Problem details:
Check every line of the entries that follow, and copy the ones containing "headers".
-- -- --
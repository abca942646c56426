//! Common test utilities for capgains integration tests

use std::path::PathBuf;
use tempfile::TempDir;

/// A scratch workspace for integration tests
pub struct TestWorkspace {
    /// Temporary directory
    #[allow(dead_code)]
    pub temp: TempDir,
    /// Path to workspace root
    pub path: PathBuf,
}

impl TestWorkspace {
    /// Create a new test workspace
    pub fn new() -> Self {
        let temp = TempDir::new().expect("Failed to create temp directory");
        let path = temp.path().to_path_buf();
        Self { temp, path }
    }

    /// Write a file in the workspace
    pub fn write_file(&self, path: &str, content: &str) {
        let file_path = self.path.join(path);
        if let Some(parent) = file_path.parent() {
            std::fs::create_dir_all(parent).expect("Failed to create parent directory");
        }
        std::fs::write(&file_path, content).expect("Failed to write file");
    }

    /// Read a file from the workspace
    #[allow(dead_code)]
    pub fn read_file(&self, path: &str) -> String {
        std::fs::read_to_string(self.path.join(path)).expect("Failed to read file")
    }

    /// Check if a file exists in the workspace
    #[allow(dead_code)]
    pub fn file_exists(&self, path: &str) -> bool {
        self.path.join(path).exists()
    }

    /// Ledger file used by commands run in this workspace
    pub fn ledger_path(&self) -> PathBuf {
        self.path.join("ledger.json")
    }
}

/// A capgains command confined to the workspace (ledger, config and home all
/// point inside it)
pub fn capgains_cmd(workspace: &TestWorkspace) -> assert_cmd::Command {
    let mut cmd = assert_cmd::Command::cargo_bin("capgains").expect("capgains binary");
    cmd.current_dir(&workspace.path)
        .env("CAPGAINS_LEDGER", workspace.ledger_path())
        .env("HOME", &workspace.path)
        .env("XDG_CONFIG_HOME", workspace.path.join(".config"))
        .env("XDG_DATA_HOME", workspace.path.join(".local/share"));
    cmd
}

/// Header row for transaction CSV fixtures
#[allow(dead_code)]
pub const TX_HEADER: &str = "kind,uniqueid,datetime,dtsettle,brokerid,acctid,uniqueidtype,secid,\
ticker,secname,currency,cash,units,securityprice,fromacctid,fromuniqueidtype,fromsecid,\
fromunits,fromsecurityprice,numerator,denominator,sort,memo";
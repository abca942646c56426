//! CSV serialization: transaction/rate imports, lot and gain reports
//!
//! Import dispatch mirrors the reader-chain approach: a file's header row
//! decides whether it holds transactions or currency rates; anything else is
//! rejected as an unrecognized format.

use chrono::{NaiveDate, NaiveDateTime};
use rust_decimal::Decimal;
use serde::Deserialize;
use std::path::Path;
use std::str::FromStr;
use std::sync::Arc;
use tracing::info;

use crate::error::{Result, imports};
use crate::inventory::{Lot, LotSort, Opening, Transaction as InventoryTransaction};
use crate::ledger::Ledger;
use crate::models::{Currency, Transaction, TransactionKind};
use crate::report::{FlatGain, FlatLot};
use crate::utils::round_decimal;

/// Counts of what an import merged
#[derive(Clone, Copy, Debug, Default, PartialEq, Eq)]
pub struct ImportStats {
    /// Transactions newly inserted
    pub transactions: usize,
    /// Transactions already present (deduplicated by account + uniqueid)
    pub skipped: usize,
    /// Currency rates merged
    pub rates: usize,
}

/// Import a CSV data file into the ledger, dispatching on its header row
pub fn import_file(ledger: &mut Ledger, path: &Path) -> Result<ImportStats> {
    let mut reader = open_reader(path)?;
    let headers: Vec<String> = reader
        .headers()
        .map_err(|e| imports::read_failed(path, e.to_string()))?
        .iter()
        .map(str::to_string)
        .collect();

    let has = |name: &str| headers.iter().any(|h| h == name);
    if ["kind", "uniqueid", "datetime", "brokerid", "acctid"]
        .iter()
        .all(|h| has(h))
    {
        import_transactions(ledger, reader, path)
    } else if ["date", "fromcurrency", "tocurrency", "rate"]
        .iter()
        .all(|h| has(h))
    {
        import_rates(ledger, reader, path)
    } else {
        Err(imports::unsupported_format(path))
    }
}

fn open_reader(path: &Path) -> Result<csv::Reader<std::fs::File>> {
    csv::ReaderBuilder::new()
        .trim(csv::Trim::All)
        .from_path(path)
        .map_err(|e| imports::read_failed(path, e.to_string()))
}

#[derive(Debug, Deserialize)]
struct TransactionRow {
    kind: String,
    uniqueid: String,
    datetime: String,
    #[serde(default)]
    dtsettle: Option<String>,
    brokerid: String,
    acctid: String,
    uniqueidtype: String,
    secid: String,
    #[serde(default)]
    ticker: Option<String>,
    #[serde(default)]
    secname: Option<String>,
    #[serde(default)]
    currency: Option<String>,
    #[serde(default)]
    cash: Option<String>,
    #[serde(default)]
    units: Option<String>,
    #[serde(default)]
    securityprice: Option<String>,
    #[serde(default)]
    fromacctid: Option<String>,
    #[serde(default)]
    fromuniqueidtype: Option<String>,
    #[serde(default)]
    fromsecid: Option<String>,
    #[serde(default)]
    fromunits: Option<String>,
    #[serde(default)]
    fromsecurityprice: Option<String>,
    #[serde(default)]
    numerator: Option<String>,
    #[serde(default)]
    denominator: Option<String>,
    #[serde(default)]
    sort: Option<String>,
    #[serde(default)]
    memo: Option<String>,
}

fn import_transactions(
    ledger: &mut Ledger,
    mut reader: csv::Reader<std::fs::File>,
    path: &Path,
) -> Result<ImportStats> {
    let mut stats = ImportStats::default();
    for (index, row) in reader.deserialize::<TransactionRow>().enumerate() {
        // Header occupies line 1
        let line = (index + 2) as u64;
        let row = row.map_err(|e| imports::read_failed(path, e.to_string()))?;
        let record = row_to_record(ledger, row, path, line)?;
        let (_, inserted) = ledger.merge_transaction(record)?;
        if inserted {
            stats.transactions += 1;
        } else {
            stats.skipped += 1;
        }
    }
    info!(
        path = %path.display(),
        inserted = stats.transactions,
        skipped = stats.skipped,
        "imported transactions"
    );
    Ok(stats)
}

fn row_to_record(
    ledger: &mut Ledger,
    row: TransactionRow,
    path: &Path,
    line: u64,
) -> Result<Transaction> {
    let kind: TransactionKind = row
        .kind
        .parse()
        .map_err(|e: String| imports::field_invalid(path, line, "kind", e))?;
    let datetime = parse_datetime(&row.datetime)
        .map_err(|e| imports::field_invalid(path, line, "datetime", e))?;
    let dtsettle = match nonempty(row.dtsettle) {
        Some(raw) => Some(
            parse_datetime(&raw).map_err(|e| imports::field_invalid(path, line, "dtsettle", e))?,
        ),
        None => None,
    };

    let fiaccount = ledger.merge_account(&row.brokerid, &row.acctid, None);
    let security = ledger.merge_security(
        &row.uniqueidtype,
        &row.secid,
        nonempty(row.ticker).as_deref(),
        nonempty(row.secname).as_deref(),
    );

    let fromfiaccount = nonempty(row.fromacctid)
        .map(|acctid| ledger.merge_account(&row.brokerid, &acctid, None));
    let fromsecurity = match (nonempty(row.fromuniqueidtype), nonempty(row.fromsecid)) {
        (Some(idtype), Some(id)) => Some(ledger.merge_security(&idtype, &id, None, None)),
        _ => None,
    };

    let currency = match nonempty(row.currency) {
        Some(raw) => Some(
            Currency::from_str(&raw).map_err(|e| imports::field_invalid(path, line, "currency", e))?,
        ),
        None => None,
    };
    let sort = match nonempty(row.sort) {
        Some(raw) => Some(
            LotSort::from_str(&raw).map_err(|e| imports::field_invalid(path, line, "sort", e))?,
        ),
        None => None,
    };

    Ok(Transaction {
        id: 0,
        uniqueid: row.uniqueid,
        datetime,
        dtsettle,
        kind,
        memo: nonempty(row.memo),
        currency,
        cash: parse_decimal_opt(row.cash, path, line, "cash")?,
        fiaccount,
        security,
        units: parse_decimal_opt(row.units, path, line, "units")?,
        securityprice: parse_decimal_opt(row.securityprice, path, line, "securityprice")?,
        fromfiaccount,
        fromsecurity,
        fromunits: parse_decimal_opt(row.fromunits, path, line, "fromunits")?,
        fromsecurityprice: parse_decimal_opt(row.fromsecurityprice, path, line, "fromsecurityprice")?,
        numerator: parse_decimal_opt(row.numerator, path, line, "numerator")?,
        denominator: parse_decimal_opt(row.denominator, path, line, "denominator")?,
        sort,
    })
}

#[derive(Debug, Deserialize)]
struct RateRow {
    date: String,
    fromcurrency: String,
    tocurrency: String,
    rate: String,
}

fn import_rates(
    ledger: &mut Ledger,
    mut reader: csv::Reader<std::fs::File>,
    path: &Path,
) -> Result<ImportStats> {
    let mut stats = ImportStats::default();
    for (index, row) in reader.deserialize::<RateRow>().enumerate() {
        let line = (index + 2) as u64;
        let row = row.map_err(|e| imports::read_failed(path, e.to_string()))?;
        let date = NaiveDate::parse_from_str(&row.date, "%Y-%m-%d")
            .map_err(|e| imports::field_invalid(path, line, "date", e.to_string()))?;
        let fromcurrency = Currency::from_str(&row.fromcurrency)
            .map_err(|e| imports::field_invalid(path, line, "fromcurrency", e))?;
        let tocurrency = Currency::from_str(&row.tocurrency)
            .map_err(|e| imports::field_invalid(path, line, "tocurrency", e))?;
        let rate = Decimal::from_str(&row.rate)
            .map_err(|e| imports::field_invalid(path, line, "rate", e.to_string()))?;
        ledger.merge_rate(date, fromcurrency, tocurrency, rate);
        stats.rates += 1;
    }
    info!(path = %path.display(), rates = stats.rates, "imported currency rates");
    Ok(stats)
}

#[derive(Debug, Deserialize)]
struct LotRow {
    brokerid: String,
    acctid: String,
    #[serde(default)]
    ticker: Option<String>,
    #[serde(default)]
    secname: Option<String>,
    opendt: String,
    opentxid: String,
    units: String,
    cost: String,
    currency: String,
    #[serde(default, rename = "CUSIP")]
    cusip: Option<String>,
    #[serde(default, rename = "ISIN")]
    isin: Option<String>,
    #[serde(default, rename = "CONID")]
    conid: Option<String>,
    #[serde(default, rename = "TICKER")]
    ticker_id: Option<String>,
}

/// Read baseline positions from a lots CSV previously written by
/// [`write_lots`].
///
/// Each row merges its account/security into the ledger and yields a Lot
/// whose opening transaction is a placeholder carrying the row's
/// opendt/opentxid.
pub fn read_lots(ledger: &mut Ledger, path: &Path) -> Result<Vec<(i64, i64, Lot)>> {
    let mut reader = open_reader(path)?;
    let mut lots = Vec::new();
    for (index, row) in reader.deserialize::<LotRow>().enumerate() {
        let line = (index + 2) as u64;
        let row = row.map_err(|e| imports::read_failed(path, e.to_string()))?;

        let fiaccount = ledger.merge_account(&row.brokerid, &row.acctid, None);

        let ticker = nonempty(row.ticker);
        let secname = nonempty(row.secname);
        let alt_ids = [
            ("CUSIP", nonempty(row.cusip)),
            ("ISIN", nonempty(row.isin)),
            ("CONID", nonempty(row.conid)),
            ("TICKER", nonempty(row.ticker_id)),
        ];
        let mut security = None;
        for (uniqueidtype, uniqueid) in alt_ids {
            if let Some(uniqueid) = uniqueid {
                security = Some(ledger.merge_security(
                    uniqueidtype,
                    &uniqueid,
                    ticker.as_deref(),
                    secname.as_deref(),
                ));
            }
        }
        let security = security.ok_or_else(|| {
            imports::field_invalid(path, line, "CUSIP", "row carries no security identifier")
        })?;

        let opendt = parse_datetime(&row.opendt)
            .map_err(|e| imports::field_invalid(path, line, "opendt", e))?;
        let units = Decimal::from_str(&row.units)
            .map_err(|e| imports::field_invalid(path, line, "units", e.to_string()))?;
        if units == Decimal::ZERO {
            return Err(imports::field_invalid(path, line, "units", "must be nonzero"));
        }
        let cost = Decimal::from_str(&row.cost)
            .map_err(|e| imports::field_invalid(path, line, "cost", e.to_string()))?;
        let currency = Currency::from_str(&row.currency)
            .map_err(|e| imports::field_invalid(path, line, "currency", e))?;

        let opentransaction = Arc::new(InventoryTransaction::Opening(Opening {
            uniqueid: row.opentxid,
            datetime: opendt,
        }));
        lots.push((
            fiaccount,
            security,
            Lot {
                opentransaction: Arc::clone(&opentransaction),
                createtransaction: opentransaction,
                units,
                price: cost / units,
                currency,
            },
        ));
    }
    Ok(lots)
}

/// Write a lots report.
///
/// Consolidated reports drop the per-lot opendt/opentxid columns.
pub fn write_lots(path: &Path, rows: &[FlatLot], consolidate: bool) -> Result<()> {
    let mut writer =
        csv::Writer::from_path(path).map_err(|e| imports::write_failed(path, e.to_string()))?;

    let mut headers = vec!["brokerid", "acctid", "ticker", "secname"];
    if !consolidate {
        headers.extend(["opendt", "opentxid"]);
    }
    headers.extend(["units", "cost", "currency", "CUSIP", "ISIN", "CONID", "TICKER"]);
    writer
        .write_record(&headers)
        .map_err(|e| imports::write_failed(path, e.to_string()))?;

    for row in rows {
        let mut record = vec![
            row.brokerid.clone(),
            row.acctid.clone(),
            row.ticker.clone(),
            row.secname.clone(),
        ];
        if !consolidate {
            record.push(row.opendt.map(format_datetime).unwrap_or_default());
            record.push(row.opentxid.clone().unwrap_or_default());
        }
        record.extend([
            round_decimal(row.units, 4).to_string(),
            round_decimal(row.cost, 2).to_string(),
            row.currency.to_string(),
            row.cusip.clone().unwrap_or_default(),
            row.isin.clone().unwrap_or_default(),
            row.conid.clone().unwrap_or_default(),
            row.ticker_id.clone().unwrap_or_default(),
        ]);
        writer
            .write_record(&record)
            .map_err(|e| imports::write_failed(path, e.to_string()))?;
    }
    writer
        .flush()
        .map_err(|e| imports::write_failed(path, e.to_string()))
}

/// Write a gains report
pub fn write_gains(path: &Path, rows: &[FlatGain]) -> Result<()> {
    let mut writer =
        csv::Writer::from_path(path).map_err(|e| imports::write_failed(path, e.to_string()))?;

    writer
        .write_record([
            "brokerid", "acctid", "ticker", "secname", "opendt", "opentxid", "gaindt", "gaintxid",
            "units", "proceeds", "cost", "currency", "longterm", "disallowed",
        ])
        .map_err(|e| imports::write_failed(path, e.to_string()))?;

    for row in rows {
        writer
            .write_record([
                row.brokerid.clone().unwrap_or_default(),
                row.acctid.clone().unwrap_or_default(),
                row.ticker.clone(),
                row.secname.clone(),
                row.opendt.map(format_datetime).unwrap_or_default(),
                row.opentxid.clone().unwrap_or_default(),
                row.gaindt.map(format_datetime).unwrap_or_default(),
                row.gaintxid.clone().unwrap_or_default(),
                row.units.to_string(),
                row.proceeds.to_string(),
                row.cost.to_string(),
                row.currency.to_string(),
                row.longterm.map(|b| b.to_string()).unwrap_or_default(),
                row.disallowed.map(|b| b.to_string()).unwrap_or_default(),
            ])
            .map_err(|e| imports::write_failed(path, e.to_string()))?;
    }
    writer
        .flush()
        .map_err(|e| imports::write_failed(path, e.to_string()))
}

fn format_datetime(dt: NaiveDateTime) -> String {
    dt.format("%Y-%m-%dT%H:%M:%S").to_string()
}

/// Parse a datetime, accepting a bare date as midnight
fn parse_datetime(raw: &str) -> std::result::Result<NaiveDateTime, String> {
    for fmt in ["%Y-%m-%dT%H:%M:%S", "%Y-%m-%d %H:%M:%S"] {
        if let Ok(dt) = NaiveDateTime::parse_from_str(raw, fmt) {
            return Ok(dt);
        }
    }
    if let Ok(date) = NaiveDate::parse_from_str(raw, "%Y-%m-%d") {
        if let Some(dt) = date.and_hms_opt(0, 0, 0) {
            return Ok(dt);
        }
    }
    Err(format!("cannot parse datetime '{raw}'"))
}

fn nonempty(value: Option<String>) -> Option<String> {
    value.filter(|s| !s.is_empty())
}

fn parse_decimal_opt(
    value: Option<String>,
    path: &Path,
    line: u64,
    column: &str,
) -> Result<Option<Decimal>> {
    match nonempty(value) {
        Some(raw) => Decimal::from_str(&raw)
            .map(Some)
            .map_err(|e| imports::field_invalid(path, line, column, e.to_string())),
        None => Ok(None),
    }
}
-- -- --
Result below:
    let headers: Vec<String> = reader
        .headers()
    let has = |name: &str| headers.iter().any(|h| h == name);
    let mut headers = vec!["brokerid", "acctid", "ticker", "secname"];
        headers.extend(["opendt", "opentxid"]);
    headers.extend(["units", "cost", "currency", "CUSIP", "ISIN", "CONID", "TICKER"]);
        .write_record(&headers)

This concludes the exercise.